Objective: The purpose of this study was to assess the efficacy of administering iloprost therapy via a flow-regulator system compared with the traditional peristaltic pump infusion system. Background: Iloprost is a potent prostacyclin (PGI2) analogue that is effective in the treatment of thromboangiitis obliterans, peripheral arterial occlusive disease, scleroderma, Raynaud's phenomenon, and primary pulmonary hypertension. Due to its rapid clearance from the central compartment, iloprost is usually administered intravenously with a peristaltic pump infusion system, which limits its use to hospitalized patients. Methods: In this open-label, randomized clinical trial, we used a simple plastic tube with a flow regulator (calibrated in milliliters per minute), instead of a peristaltic pump, to administer iloprost 0.5 to 2.0 ng/kg per minute.
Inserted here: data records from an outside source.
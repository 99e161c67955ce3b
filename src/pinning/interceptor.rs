//! Request Interceptor - orchestrates pin enforcement per request
//!
//! Flow per candidate request: eligibility check, one upstream TLS
//! handshake, trust verdict, policy decision, disposition. Only `https`
//! requests without the one-shot handled marker are eligible; everything
//! else is declined immediately with no side effects.
//!
//! `intercept` is async and must not run on the rendering surface's UI
//! scheduling thread. Cancellation is dropping the returned future: the
//! in-flight handshake or fetch is aborted, the connection is closed, and
//! no disposition is produced.

use crate::config::{ConfigError, PinConfig};
use crate::pinning::fetch;
use crate::pinning::handshake::{HandshakeError, HandshakeResult, UpstreamTls};
use crate::pinning::policy::{self, PolicyAction, PolicyEngine};
use crate::pinning::store::PinStore;
use crate::pinning::validator::{self, TrustVerdict};
use bytes::Bytes;
use http::header::{HeaderValue, CONTENT_TYPE};
use http::{Response, StatusCode};
use http_body_util::Full;
use std::sync::Arc;
use thiserror::Error;
use tracing::{debug, info, warn};
use url::Url;

const HTTPS_SCHEME: &str = "https";
const DEFAULT_HTTPS_PORT: u16 = 443;

/// Interceptor construction errors
///
/// Configuration problems surface here, before the interceptor can be
/// registered with any pipeline: running with a corrupt pin store is worse
/// than not pinning at all.
#[derive(Debug, Error)]
pub enum InterceptError {
    #[error("invalid request URL: {0}")]
    InvalidUrl(String),

    #[error("configuration rejected: {0}")]
    Config(#[from] ConfigError),

    #[error("TLS initialization failed: {0}")]
    TlsInit(#[from] HandshakeError),
}

/// A candidate request offered by the rendering surface
///
/// The URL-derived context (host, scheme, port) is fixed for the request's
/// lifetime. The `handled` marker is the re-entrancy guard: a request
/// carrying it is never intercepted again, mirroring how the interceptor's
/// own traffic must tag itself if it is ever re-offered to the pipeline.
#[derive(Debug, Clone)]
pub struct ResourceRequest {
    url: Url,
    handled: bool,
}

impl ResourceRequest {
    /// Parse a request URL
    pub fn new(url: &str) -> Result<Self, InterceptError> {
        let url = Url::parse(url).map_err(|e| InterceptError::InvalidUrl(e.to_string()))?;
        Ok(Self::from_url(url))
    }

    /// Wrap an already-parsed URL
    pub fn from_url(url: Url) -> Self {
        Self {
            url,
            handled: false,
        }
    }

    /// Request URL
    pub fn url(&self) -> &Url {
        &self.url
    }

    /// Target host, if the URL has one
    pub fn host(&self) -> Option<&str> {
        self.url.host_str()
    }

    /// URL scheme
    pub fn scheme(&self) -> &str {
        self.url.scheme()
    }

    /// Set the one-shot handled marker
    pub fn mark_handled(&mut self) {
        self.handled = true;
    }

    /// Whether the handled marker is set
    pub fn is_marked_handled(&self) -> bool {
        self.handled
    }

    fn port(&self) -> u16 {
        self.url.port_or_known_default().unwrap_or(DEFAULT_HTTPS_PORT)
    }

    fn target(&self) -> String {
        match self.url.query() {
            Some(query) => format!("{}?{}", self.url.path(), query),
            None => self.url.path().to_string(),
        }
    }
}

/// Outcome handed back to the rendering surface
#[derive(Debug)]
pub enum InterceptOutcome {
    /// The interceptor produced a response (real upstream body or the fixed
    /// blocked page)
    Response(Response<Full<Bytes>>),

    /// The interceptor declined; the default network stack proceeds with its
    /// own, non-pinned trust decision
    NotHandled,
}

impl InterceptOutcome {
    /// Whether the interceptor handled the request
    pub fn is_handled(&self) -> bool {
        matches!(self, Self::Response(_))
    }
}

/// Pin-enforcing request interceptor
///
/// Shares only the read-only pin store and a fixed-mode policy engine across
/// requests; each intercepted request is otherwise independent and may run
/// concurrently with others.
pub struct PinInterceptor {
    store: Arc<PinStore>,
    policy: PolicyEngine,
    tls: Arc<UpstreamTls>,
}

impl PinInterceptor {
    /// Build an interceptor from validated configuration
    ///
    /// Any malformed pin entry aborts construction; configuration errors are
    /// never deferred to per-request handling.
    pub fn from_config(config: &PinConfig) -> Result<Self, InterceptError> {
        let store = Arc::new(config.build_store()?);
        let policy = PolicyEngine::new(config.build_mode());
        Self::new(store, policy)
    }

    /// Build an interceptor from an existing store and policy engine
    pub fn new(store: Arc<PinStore>, policy: PolicyEngine) -> Result<Self, InterceptError> {
        let tls = Arc::new(UpstreamTls::new()?);

        info!(
            pinned_hosts = store.len(),
            build_mode = ?policy.build_mode(),
            "pin interceptor initialized"
        );

        Ok(Self { store, policy, tls })
    }

    /// Replace the upstream TLS configuration
    ///
    /// For deployments with a private CA; pin evaluation is unchanged.
    pub fn with_upstream_tls(mut self, tls: UpstreamTls) -> Self {
        self.tls = Arc::new(tls);
        self
    }

    /// Whether a request qualifies for pin evaluation
    fn eligible(&self, request: &ResourceRequest) -> bool {
        request.scheme() == HTTPS_SCHEME && !request.is_marked_handled()
    }

    /// Intercept one candidate request
    ///
    /// Performs exactly one upstream handshake for an eligible request; the
    /// resulting TLS stream is reused to fetch the body when trusted.
    pub async fn intercept(&self, request: &ResourceRequest) -> InterceptOutcome {
        if !self.eligible(request) {
            debug!(
                url = %request.url(),
                marked = request.is_marked_handled(),
                "request not eligible for pin evaluation"
            );
            return InterceptOutcome::NotHandled;
        }

        // https URLs always carry a host; anything else is not ours to judge.
        let Some(host) = request.host() else {
            return InterceptOutcome::NotHandled;
        };
        let host = host.to_string();
        let pinned = self.store.lookup(&host);

        let (handshake, session) = match self.tls.connect(&host, request.port()).await {
            Ok(session) => (session.handshake_result(), Some(session)),
            Err(reason) => {
                warn!(host = %host, error = %reason, "upstream TLS handshake failed");
                (HandshakeResult::Failed { reason }, None)
            }
        };

        let verdict = validator::evaluate(&handshake, pinned);
        debug!(host = %host, verdict = ?verdict, "trust verdict");

        match self.policy.decide(verdict) {
            PolicyAction::Passthrough => {
                info!(host = %host, "declining request, default stack proceeds");
                InterceptOutcome::NotHandled
            }
            PolicyAction::ServeBlocked => {
                warn!(host = %host, "serving blocked page");
                InterceptOutcome::Response(policy::build_blocked_response())
            }
            PolicyAction::ServeUpstream => {
                // decide() only returns ServeUpstream for a Trusted verdict,
                // which requires a completed handshake.
                let Some(mut session) = session else {
                    return self.failed_exchange(&host);
                };

                match fetch::exchange(session.stream_mut(), &host, &request.target()).await {
                    Ok(upstream) => {
                        info!(
                            host = %host,
                            status = upstream.status,
                            body_len = upstream.body.len(),
                            "serving validated upstream response"
                        );
                        InterceptOutcome::Response(into_response(upstream))
                    }
                    Err(e) => {
                        warn!(host = %host, error = %e, "upstream exchange failed after trust");
                        self.failed_exchange(&host)
                    }
                }
            }
        }
    }

    /// Disposition for an exchange that died after the handshake
    ///
    /// Routed through the policy as a handshake failure: Prod fails closed,
    /// Dev defers to the default stack.
    fn failed_exchange(&self, host: &str) -> InterceptOutcome {
        match self.policy.decide(TrustVerdict::HandshakeFailed) {
            PolicyAction::Passthrough => InterceptOutcome::NotHandled,
            _ => {
                warn!(host = %host, "serving blocked page for failed exchange");
                InterceptOutcome::Response(policy::build_blocked_response())
            }
        }
    }
}

/// Convert a fetched upstream response into the surface-facing form
fn into_response(upstream: fetch::UpstreamResponse) -> Response<Full<Bytes>> {
    let status = StatusCode::from_u16(upstream.status).unwrap_or(StatusCode::OK);

    let mut response = Response::new(Full::new(upstream.body));
    *response.status_mut() = status;

    if let Some(value) = upstream
        .content_type
        .as_deref()
        .and_then(|ct| HeaderValue::from_str(ct).ok())
    {
        response.headers_mut().insert(CONTENT_TYPE, value);
    }

    response
}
Results: Between January 1995 and December 1999, 82 patients were enrolled in the study. They received iloprost by infusion for a combined total of 4056 days. Iloprost was well tolerated; no patient withdrew from the study as a result of adverse events. Preliminary results showed that the flow-regulator system had clinical effects comparable to those obtained with the peristaltic pump infusion system. Conclusions: Use of a flow regulator could provide advantages in administering PGI2 analogue therapy for various ischemic diseases.